> [Activity]: Give back the full listing exactly as written.
════════
//! # Lineworks
//!
//! Lineworks is the paragraph line-breaking engine of the Knuth/TeX
//! box-and-glue model. It is independent of the TeX language: the input
//! is a horizontal list of already-measured nodes (characters, glue,
//! kerns, penalties, discretionary breaks, math markers) together with a
//! set of layout parameters, and the output is a vertical list of
//! finished line boxes interleaved with interline glue, ready for page
//! assembly. Tokenization, macro expansion, font metrics and the
//! backend document writers all live upstream or downstream of this
//! crate.
//!
//! The breaker is a single-pass first-fit algorithm rather than Knuth's
//! optimum-fit dynamic program: each line is cut at the last legal
//! breakpoint that still fits its width. It never fails; contradictory
//! parameters produce degenerate lines and, when tracing is enabled,
//! diagnostics.
//!
//! This is a basic example of breaking a paragraph set in a fake
//! fixed-width font (6pt per character):
//!
//! ```
//! use core::Scaled;
//! use lineworks::ds;
//! use lineworks::params::Parameters;
//! use lineworks::Breaker;
//!
//! let list = lineworks::testutil::hlist(lineworks::testutil::text(
//!     "lineworks breaks paragraphs into lines",
//! ));
//!
//! let mut breaker = Breaker::new();
//! breaker.set_parameters(Parameters {
//!     hsize: Scaled::ONE * 100,
//!     ..Default::default()
//! });
//! let page = breaker.build(list, None);
//!
//! let lines: Vec<&ds::HList> = page
//!     .iter()
//!     .filter_map(|v| match v {
//!         ds::Vertical::HList(line) => Some(line),
//!         _ => None,
//!     })
//!     .collect();
//! assert_eq!(lines.len(), 3);
//! // Every line is set to exactly \hsize.
//! for line in lines {
//!     assert_eq!(line.width(), Scaled::ONE * 100);
//! }
//! ```

pub mod breaker;
pub mod ds;
pub mod params;
pub mod shape;
pub mod testutil;
pub mod trace;

pub use breaker::Breaker;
════════
> [Answer]:
//! # Lineworks
//!
//! Lineworks is the paragraph line-breaking engine of the Knuth/TeX
//! box-and-glue model. It is independent of the TeX language: the input
//! is a horizontal list of already-measured nodes (characters, glue,
//! kerns, penalties, discretionary breaks, math markers) together with a
//! set of layout parameters, and the output is a vertical list of
//! finished line boxes interleaved with interline glue, ready for page
//! assembly. Tokenization, macro expansion, font metrics and the
//! backend document writers all live upstream or downstream of this
//! crate.
//!
//! The breaker is a single-pass first-fit algorithm rather than Knuth's
//! optimum-fit dynamic program: each line is cut at the last legal
//! breakpoint that still fits its width. It never fails; contradictory
//! parameters produce degenerate lines and, when tracing is enabled,
//! diagnostics.
//!
//! This is a basic example of breaking a paragraph set in a fake
//! fixed-width font (6pt per character):
//!
//! ```
//! use core::Scaled;
//! use lineworks::ds;
//! use lineworks::params::Parameters;
//! use lineworks::Breaker;
//!
//! let list = lineworks::testutil::hlist(lineworks::testutil::text(
//!     "lineworks breaks paragraphs into lines",
//! ));
//!
//! let mut breaker = Breaker::new();
//! breaker.set_parameters(Parameters {
//!     hsize: Scaled::ONE * 100,
//!     ..Default::default()
//! });
//! let page = breaker.build(list, None);
//!
//! let lines: Vec<&ds::HList> = page
//!     .iter()
//!     .filter_map(|v| match v {
//!         ds::Vertical::HList(line) => Some(line),
//!         _ => None,
//!     })
//!     .collect();
//! assert_eq!(lines.len(), 3);
//! // Every line is set to exactly \hsize.
//! for line in lines {
//!     assert_eq!(line.width(), Scaled::ONE * 100);
//! }
//! ```

pub mod breaker;
pub mod ds;
pub mod params;
pub mod shape;
pub mod testutil;
pub mod trace;

pub use breaker::Breaker;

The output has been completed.